> **Source data**:
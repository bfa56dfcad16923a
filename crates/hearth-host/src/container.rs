//! Minimal dependency container.
//!
//! A thin registration/resolution surface over a concurrent type map:
//! singletons are registered by instance or by lazy factory and resolved by
//! type, including trait-object types (`Container::register_arc::<dyn
//! CacheClient>(..)`). Release is deliberately forgiving: an entry's
//! explicit release hook is preferred, instances implementing
//! [`Disposable`] are disposed directly, and any error or panic during
//! release is swallowed, because cleanup runs inside request-ending and
//! host-ending paths that must not fail.

use std::any::{Any, TypeId};
use std::collections::HashMap;
use std::panic::{catch_unwind, AssertUnwindSafe};
use std::sync::Arc;

use dashmap::DashMap;
use parking_lot::RwLock;
use tracing::{debug, trace};

use hearth_core::{Disposable, HostError, HostResult};

type AnyArc = Arc<dyn Any + Send + Sync>;
type ReleaseHook = Arc<dyn Fn() + Send + Sync>;
type FactoryFn = Arc<dyn Fn(&Container) -> AnyArc + Send + Sync>;

struct Entry {
    value: AnyArc,
    release: Option<ReleaseHook>,
}

/// Registry of shared singleton dependencies.
pub struct Container {
    entries: DashMap<TypeId, Entry>,
    factories: RwLock<HashMap<TypeId, FactoryFn>>,
}

impl std::fmt::Debug for Container {
    fn fmt(&self, f: &mut std::fmt::Formatter<'_>) -> std::fmt::Result {
        f.debug_struct("Container")
            .field("entries", &self.entries.len())
            .field("factories", &self.factories.read().len())
            .finish()
    }
}

impl Default for Container {
    fn default() -> Self {
        Self::new()
    }
}

impl Container {
    /// An empty container.
    pub fn new() -> Self {
        Self {
            entries: DashMap::new(),
            factories: RwLock::new(HashMap::new()),
        }
    }

    fn insert<T: ?Sized + Send + Sync + 'static>(
        &self,
        instance: Arc<T>,
        release: Option<ReleaseHook>,
    ) {
        self.entries.insert(
            TypeId::of::<T>(),
            Entry {
                value: Arc::new(instance) as AnyArc,
                release,
            },
        );
    }

    /// Register a singleton instance by its concrete type.
    pub fn register<T: Send + Sync + 'static>(&self, instance: T) {
        self.register_arc(Arc::new(instance));
    }

    /// Register a shared singleton, typically as a trait object:
    /// `container.register_arc::<dyn CacheClient>(client)`.
    pub fn register_arc<T: ?Sized + Send + Sync + 'static>(&self, instance: Arc<T>) {
        self.insert::<T>(instance, None);
    }

    /// Register a singleton whose `dispose` runs when the container is
    /// disposed.
    pub fn register_disposable<T: Disposable + 'static>(&self, instance: T) {
        let instance = Arc::new(instance);
        let hook: ReleaseHook = {
            let held = instance.clone();
            Arc::new(move || held.dispose())
        };
        self.insert::<T>(instance, Some(hook));
    }

    /// Register a shared singleton with an explicit release hook, preferred
    /// over [`Disposable`] when both exist.
    pub fn register_arc_with_release<T: ?Sized + Send + Sync + 'static>(
        &self,
        instance: Arc<T>,
        release: impl Fn(&Arc<T>) + Send + Sync + 'static,
    ) {
        let hook: ReleaseHook = {
            let held = instance.clone();
            Arc::new(move || release(&held))
        };
        self.insert::<T>(instance, Some(hook));
    }

    /// Register a lazy singleton factory; invoked at most once, on first
    /// resolution.
    pub fn register_factory<T, F>(&self, factory: F)
    where
        T: ?Sized + Send + Sync + 'static,
        F: Fn(&Container) -> Arc<T> + Send + Sync + 'static,
    {
        self.factories.write().insert(
            TypeId::of::<T>(),
            Arc::new(move |container| Arc::new(factory(container)) as AnyArc),
        );
    }

    /// Resolve a dependency, failing if nothing is registered for `T`.
    ///
    /// # Errors
    ///
    /// Returns [`hearth_core::ErrorKind::DependencyNotFound`] when neither
    /// an instance nor a factory is registered.
    pub fn resolve<T: ?Sized + Send + Sync + 'static>(&self) -> HostResult<Arc<T>> {
        self.try_resolve::<T>()
            .ok_or_else(|| HostError::dependency_not_found(std::any::type_name::<T>()))
    }

    /// Resolve a dependency, returning `None` if nothing is registered.
    pub fn try_resolve<T: ?Sized + Send + Sync + 'static>(&self) -> Option<Arc<T>> {
        let id = TypeId::of::<T>();

        if let Some(entry) = self.entries.get(&id) {
            return downcast::<T>(&entry.value);
        }

        // Lazy-singleton path: clone the factory out so its body may itself
        // use the container without holding the lock.
        let factory = self.factories.read().get(&id).cloned()?;
        let value = factory(self);
        let resolved = downcast::<T>(&value);
        self.entries.entry(id).or_insert(Entry {
            value,
            release: None,
        });
        resolved
    }

    /// Whether a registration (instance or factory) exists for `T`.
    pub fn has<T: ?Sized + Send + Sync + 'static>(&self) -> bool {
        let id = TypeId::of::<T>();
        self.entries.contains_key(&id) || self.factories.read().contains_key(&id)
    }

    /// Release one item on behalf of request-teardown code.
    ///
    /// Errors and panics are swallowed; release must never fail the
    /// cleanup path it runs in.
    pub fn release(&self, item: &dyn Disposable) {
        if catch_unwind(AssertUnwindSafe(|| item.dispose())).is_err() {
            trace!("ignored panic during item release");
        }
    }

    /// Release every owned entry and clear the container.
    ///
    /// Entries registered with a release hook (or via
    /// [`Container::register_disposable`]) have the hook invoked; hook
    /// failures are swallowed.
    pub fn dispose(&self) {
        self.factories.write().clear();

        let ids: Vec<TypeId> = self.entries.iter().map(|e| *e.key()).collect();
        for id in ids {
            if let Some((_, entry)) = self.entries.remove(&id) {
                if let Some(hook) = entry.release {
                    if catch_unwind(AssertUnwindSafe(|| hook())).is_err() {
                        debug!("ignored panic during container disposal");
                    }
                }
            }
        }
    }
}

fn downcast<T: ?Sized + Send + Sync + 'static>(value: &AnyArc) -> Option<Arc<T>> {
    value
        .clone()
        .downcast::<Arc<T>>()
        .ok()
        .map(|outer| (*outer).clone())
}
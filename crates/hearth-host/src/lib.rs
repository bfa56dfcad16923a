//! # Hearth Host
//!
//! The request-processing core of a generic HTTP application host: a
//! single live [`AppHost`] per process owning configuration, a plugin
//! registry, a dependency container, and the pipeline chains every request
//! flows through around service execution.
//!
//! ## Quick Start
//!
//! ```rust,no_run
//! use hearth_host::prelude::*;
//!
//! struct OrdersApp;
//!
//! impl HostApp for OrdersApp {
//!     fn service_name(&self) -> &str {
//!         "orders"
//!     }
//!
//!     fn assemblies(&self) -> Vec<ServiceAssembly> {
//!         vec![ServiceAssembly::new("orders").service(
//!             "Ping",
//!             |_req: serde_json::Value, _ctx: &mut RequestContext| Ok("pong"),
//!         )]
//!     }
//!
//!     fn configure(&self, host: &AppHost) -> HostResult<()> {
//!         host.add_request_filter(|_req, _res, dto| {
//!             tracing::debug!(operation = %dto.operation, "request bound");
//!         });
//!         Ok(())
//!     }
//! }
//!
//! let host = AppHost::init(OrdersApp).expect("host init failed");
//! let mut req = BasicRequest::get("/metadata");
//! let mut res = BasicResponse::new();
//! host.handle_request(&mut req, &mut res);
//! host.dispose();
//! ```
//!
//! ## Architecture
//!
//! ```text
//! hearth-host/
//! ├── host/           # AppHost: lifecycle, singleton slot, dispatch
//! ├── config/         # HostConfig + pure DerivedConfig recompute
//! ├── features/       # Feature bitset driving plugin/metadata exclusions
//! ├── plugin/         # Plugin contract, registry, two-phase loading
//! ├── pipeline/       # FilterChain / ResolverChain / RefineChain
//! ├── container/      # Minimal dependency container
//! ├── services/       # Service controller boundary + ServiceRoutes
//! ├── builtin/        # Default plugins (metadata, routes, formats)
//! ├── cache/          # Cache contract + in-memory fallback
//! ├── messaging/      # Messaging contracts + factory fallback rule
//! ├── vfs/            # Virtual file providers, first-match composition
//! └── logging/        # tracing initialization
//! ```

#![warn(missing_docs, missing_debug_implementations)]
#![warn(clippy::all)]
#![allow(clippy::module_name_repetitions)]

pub mod builtin;
pub mod cache;
pub mod config;
pub mod container;
pub mod features;
pub mod handler;
pub mod host;
pub mod logging;
pub mod messaging;
pub mod pipeline;
pub mod plugin;
pub mod services;
pub mod vfs;

pub use config::{ConfigSnapshot, DerivedConfig, HostConfig};
pub use container::Container;
pub use features::{Feature, FeatureSet};
pub use handler::{HttpHandler, NotFoundHandler};
pub use host::{AppHost, HostApp};
pub use logging::{LoggingConfig, LoggingGuard};
pub use plugin::{LoadPhase, Plugin, PluginOutcome, PluginRegistry};
pub use services::{ServiceAssembly, ServiceController, ServiceRoutes};

// Re-export the foundation crate so embedders depend on one crate.
pub use hearth_core as core;

/// Common imports for embedders.
pub mod prelude {
    pub use crate::builtin::{MetadataPlugin, PredefinedRoutesPlugin, RequestInfoPlugin};
    pub use crate::cache::{CacheClient, MemoryCacheClient};
    pub use crate::config::HostConfig;
    pub use crate::features::{Feature, FeatureSet};
    pub use crate::handler::HttpHandler;
    pub use crate::host::{AppHost, HostApp};
    pub use crate::messaging::{MessageFactory, MessageProducer, MessageService};
    pub use crate::plugin::Plugin;
    pub use crate::services::{ServiceAssembly, ServiceController};
    pub use hearth_core::{
        BasicRequest, BasicResponse, HostError, HostResult, HttpRequest, HttpResponse,
        RequestContext, RequestDto, ResponseDto,
    };
}
//! Built-in plugins.
//!
//! These are the default registry entries the feature reconciliation acts
//! on. Each is deliberately small, since the host only depends on their
//! registration contracts, and each carries the capability descriptor that
//! ties it to its feature bit.

use std::sync::Arc;

use http::{Method, StatusCode};
use serde_json::json;

use hearth_core::{content_type, Format, HostResult, HttpRequest, HttpResponse};

use crate::features::Feature;
use crate::handler::HttpHandler;
use crate::host::AppHost;
use crate::plugin::Plugin;
use crate::services::ServiceController;

/// Request path relative to the configured handler prefix, trimmed of
/// slashes; `None` when the request is outside the prefix.
fn relative_path(host: &AppHost, req: &dyn HttpRequest) -> Option<String> {
    let snapshot = host.config();
    let prefix = snapshot.derived.handler_path.as_str();
    let path = req.path().trim_matches('/');

    if prefix.is_empty() {
        return Some(path.to_string());
    }
    path.strip_prefix(prefix)
        .map(|rest| rest.trim_matches('/').to_string())
}

// ===== Metadata =====

/// Serves the metadata/discovery surface under `{prefix}/metadata`.
#[derive(Debug, Default)]
pub struct MetadataPlugin;

impl Plugin for MetadataPlugin {
    fn capability(&self) -> Option<Feature> {
        Some(Feature::Metadata)
    }

    fn register(&self, host: &AppHost) -> HostResult<()> {
        host.add_raw_handler(|host, req| {
            let claims = *req.method() == Method::GET
                && relative_path(host, req).is_some_and(|rel| rel == "metadata");
            claims.then(|| Arc::new(MetadataHandler) as Arc<dyn HttpHandler>)
        });
        Ok(())
    }
}

struct MetadataHandler;

impl HttpHandler for MetadataHandler {
    fn process(
        &self,
        host: &AppHost,
        _req: &mut dyn HttpRequest,
        res: &mut dyn HttpResponse,
    ) -> HostResult<()> {
        let snapshot = host.config();
        let body = json!({
            "service": snapshot.service_name,
            "operations": host.services().operations(),
            "formats": snapshot.derived.metadata_formats,
        });
        host.write_response(
            res,
            StatusCode::OK,
            content_type::JSON,
            &serde_json::to_vec(&body).unwrap_or_default(),
        );
        Ok(())
    }
}

// ===== Predefined routes =====

/// Maps `{prefix}/reply/{operation}` onto registered services.
#[derive(Debug, Default)]
pub struct PredefinedRoutesPlugin;

impl Plugin for PredefinedRoutesPlugin {
    fn capability(&self) -> Option<Feature> {
        Some(Feature::PredefinedRoutes)
    }

    fn register(&self, host: &AppHost) -> HostResult<()> {
        host.add_raw_handler(|host, req| {
            let rel = relative_path(host, req)?;
            let operation = rel.strip_prefix("reply/")?;
            if !host.services().has_operation(operation) {
                return None;
            }
            Some(Arc::new(ServiceRequestHandler {
                operation: operation.to_string(),
            }) as Arc<dyn HttpHandler>)
        });
        Ok(())
    }
}

struct ServiceRequestHandler {
    operation: String,
}

impl HttpHandler for ServiceRequestHandler {
    fn process(
        &self,
        host: &AppHost,
        req: &mut dyn HttpRequest,
        res: &mut dyn HttpResponse,
    ) -> HostResult<()> {
        host.execute_operation(req, res, &self.operation)
    }
}

// ===== Request info =====

/// Diagnostic echo surface under `{prefix}/requestinfo`; added
/// automatically in debug mode.
#[derive(Debug, Default)]
pub struct RequestInfoPlugin;

impl Plugin for RequestInfoPlugin {
    fn capability(&self) -> Option<Feature> {
        Some(Feature::RequestInfo)
    }

    fn register(&self, host: &AppHost) -> HostResult<()> {
        host.add_raw_handler(|host, req| {
            let claims = relative_path(host, req).is_some_and(|rel| rel == "requestinfo");
            claims.then(|| Arc::new(RequestInfoHandler) as Arc<dyn HttpHandler>)
        });
        Ok(())
    }
}

struct RequestInfoHandler;

impl HttpHandler for RequestInfoHandler {
    fn process(
        &self,
        host: &AppHost,
        req: &mut dyn HttpRequest,
        res: &mut dyn HttpResponse,
    ) -> HostResult<()> {
        let headers: Vec<String> = req
            .headers()
            .iter()
            .map(|(name, value)| format!("{name}: {}", value.to_str().unwrap_or("<binary>")))
            .collect();
        let body = json!({
            "method": req.method().as_str(),
            "path": req.path(),
            "query": req.query_string(),
            "headers": headers,
        });
        host.write_response(
            res,
            StatusCode::OK,
            content_type::JSON,
            &serde_json::to_vec(&body).unwrap_or_default(),
        );
        Ok(())
    }
}

// ===== Format plugins =====

/// Registers the CSV content type.
#[derive(Debug, Default)]
pub struct CsvFormatPlugin;

impl Plugin for CsvFormatPlugin {
    fn capability(&self) -> Option<Feature> {
        Some(Feature::Csv)
    }

    fn register(&self, host: &AppHost) -> HostResult<()> {
        host.register_format(Format::Csv);
        Ok(())
    }
}

/// Registers the HTML content type.
#[derive(Debug, Default)]
pub struct HtmlFormatPlugin;

impl Plugin for HtmlFormatPlugin {
    fn capability(&self) -> Option<Feature> {
        Some(Feature::Html)
    }

    fn register(&self, host: &AppHost) -> HostResult<()> {
        host.register_format(Format::Html);
        Ok(())
    }
}

/// Registers the Markdown content type.
#[derive(Debug, Default)]
pub struct MarkdownFormatPlugin;

impl Plugin for MarkdownFormatPlugin {
    fn capability(&self) -> Option<Feature> {
        Some(Feature::Markdown)
    }

    fn register(&self, host: &AppHost) -> HostResult<()> {
        host.register_format(Format::Markdown);
        Ok(())
    }
}
//! Unified error handling for the hearth host.
//!
//! This module provides a single error type [`HostError`] for all host
//! operations. Every error carries an [`ErrorKind`] classification which maps
//! to an HTTP status code, so error paths anywhere in the pipeline can
//! synthesize a response without knowing where the error originated.
//!
//! ## Example
//!
//! ```rust
//! use hearth_core::error::{ErrorKind, HostError, HostResult};
//!
//! fn find_widget(id: u64) -> HostResult<String> {
//!     Err(HostError::not_found(format!("widget {id}")))
//! }
//!
//! let err = find_widget(42).unwrap_err();
//! assert_eq!(err.kind, ErrorKind::NotFound);
//! assert_eq!(err.status_code(), http::StatusCode::NOT_FOUND);
//! ```

use core::fmt;

use http::StatusCode;
use serde::{Deserialize, Serialize};

/// Result type alias for host operations.
pub type HostResult<T> = Result<T, HostError>;

/// Unified host error type.
///
/// The single error type used across the hearth crates. The `component`
/// field tags the subsystem that produced the error (plugin loading, the
/// container, service dispatch) for structured log correlation; it is never
/// serialized to clients.
#[derive(Debug, Clone, Serialize, Deserialize)]
pub struct HostError {
    /// Error classification.
    pub kind: ErrorKind,
    /// Human-readable error message.
    pub message: String,
    /// Component where the error occurred.
    #[serde(skip_serializing)]
    pub component: Option<String>,
}

/// Error classification for programmatic handling.
///
/// Each kind maps to an HTTP status code via [`HostError::status_code`];
/// the mapping is what the generic error path uses when no exception
/// handler claims a failure.
#[derive(Debug, Clone, Copy, PartialEq, Eq, Hash, Serialize, Deserialize)]
#[serde(rename_all = "snake_case")]
pub enum ErrorKind {
    /// A live host instance already exists (double-init violation).
    HostAlreadyInitialized,
    /// Invalid or missing configuration.
    Configuration,
    /// A plugin failed during pre-init or registration.
    PluginFailed,
    /// A dependency was not registered in the container.
    DependencyNotFound,
    /// No service or handler matched the request.
    NotFound,
    /// The request could not be bound or parsed.
    InvalidRequest,
    /// The request was bound but failed validation.
    Validation,
    /// Authentication required or failed.
    Unauthorized,
    /// Authenticated but not permitted.
    Forbidden,
    /// The operation timed out.
    Timeout,
    /// The operation conflicts with current state.
    Conflict,
    /// The service exists but cannot serve right now.
    ServiceUnavailable,
    /// A service implementation returned an error.
    ServiceError,
    /// Unclassified internal failure.
    Internal,
}

impl HostError {
    /// Create an error with an explicit kind.
    pub fn new(kind: ErrorKind, message: impl Into<String>) -> Self {
        Self {
            kind,
            message: message.into(),
            component: None,
        }
    }

    /// A second live host instance was requested.
    pub fn host_already_initialized() -> Self {
        Self::new(
            ErrorKind::HostAlreadyInitialized,
            "a live host instance already exists; dispose it before initializing another",
        )
    }

    /// Configuration error.
    pub fn configuration(message: impl Into<String>) -> Self {
        Self::new(ErrorKind::Configuration, message)
    }

    /// Plugin pre-init or registration failure.
    pub fn plugin(plugin: impl Into<String>, message: impl Into<String>) -> Self {
        Self::new(ErrorKind::PluginFailed, message).with_component(plugin)
    }

    /// A required dependency is missing from the container.
    pub fn dependency_not_found(type_name: impl Into<String>) -> Self {
        Self::new(
            ErrorKind::DependencyNotFound,
            format!("no registration for {}", type_name.into()),
        )
        .with_component("container")
    }

    /// Nothing matched the request.
    pub fn not_found(what: impl Into<String>) -> Self {
        Self::new(ErrorKind::NotFound, what)
    }

    /// The request could not be bound.
    pub fn invalid_request(message: impl Into<String>) -> Self {
        Self::new(ErrorKind::InvalidRequest, message)
    }

    /// A service implementation failed.
    pub fn service(message: impl Into<String>) -> Self {
        Self::new(ErrorKind::ServiceError, message)
    }

    /// Unclassified internal failure.
    pub fn internal(message: impl Into<String>) -> Self {
        Self::new(ErrorKind::Internal, message)
    }

    /// Tag the error with the component that produced it.
    #[must_use]
    pub fn with_component(mut self, component: impl Into<String>) -> Self {
        self.component = Some(component.into());
        self
    }

    /// The HTTP status code this error maps to.
    ///
    /// Used by the generic error path when no exception handler produces a
    /// response of its own.
    pub fn status_code(&self) -> StatusCode {
        match self.kind {
            ErrorKind::NotFound => StatusCode::NOT_FOUND,
            ErrorKind::Unauthorized => StatusCode::UNAUTHORIZED,
            ErrorKind::Forbidden => StatusCode::FORBIDDEN,
            ErrorKind::InvalidRequest | ErrorKind::Validation => StatusCode::BAD_REQUEST,
            ErrorKind::Timeout => StatusCode::REQUEST_TIMEOUT,
            ErrorKind::Conflict => StatusCode::CONFLICT,
            ErrorKind::ServiceUnavailable => StatusCode::SERVICE_UNAVAILABLE,
            ErrorKind::HostAlreadyInitialized
            | ErrorKind::Configuration
            | ErrorKind::PluginFailed
            | ErrorKind::DependencyNotFound
            | ErrorKind::ServiceError
            | ErrorKind::Internal => StatusCode::INTERNAL_SERVER_ERROR,
        }
    }
}

impl fmt::Display for HostError {
    fn fmt(&self, f: &mut fmt::Formatter<'_>) -> fmt::Result {
        match &self.component {
            Some(component) => write!(f, "{:?} ({component}): {}", self.kind, self.message),
            None => write!(f, "{:?}: {}", self.kind, self.message),
        }
    }
}

impl std::error::Error for HostError {}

> **Requirement**: Go through the material above and output exactly the lines from the one containing "shared singleton dependencies." through the one containing "the container is".

> **Problem solution**:
/// Registry of shared singleton dependencies.
pub struct Container {
    entries: DashMap<TypeId, Entry>,
    factories: RwLock<HashMap<TypeId, FactoryFn>>,
}

impl std::fmt::Debug for Container {
    fn fmt(&self, f: &mut std::fmt::Formatter<'_>) -> std::fmt::Result {
        f.debug_struct("Container")
            .field("entries", &self.entries.len())
            .field("factories", &self.factories.read().len())
            .finish()
    }
}

impl Default for Container {
    fn default() -> Self {
        Self::new()
    }
}

impl Container {
    /// An empty container.
    pub fn new() -> Self {
        Self {
            entries: DashMap::new(),
            factories: RwLock::new(HashMap::new()),
        }
    }

    fn insert<T: ?Sized + Send + Sync + 'static>(
        &self,
        instance: Arc<T>,
        release: Option<ReleaseHook>,
    ) {
        self.entries.insert(
            TypeId::of::<T>(),
            Entry {
                value: Arc::new(instance) as AnyArc,
                release,
            },
        );
    }

    /// Register a singleton instance by its concrete type.
    pub fn register<T: Send + Sync + 'static>(&self, instance: T) {
        self.register_arc(Arc::new(instance));
    }

    /// Register a shared singleton, typically as a trait object:
    /// `container.register_arc::<dyn CacheClient>(client)`.
    pub fn register_arc<T: ?Sized + Send + Sync + 'static>(&self, instance: Arc<T>) {
        self.insert::<T>(instance, None);
    }

    /// Register a singleton whose `dispose` runs when the container is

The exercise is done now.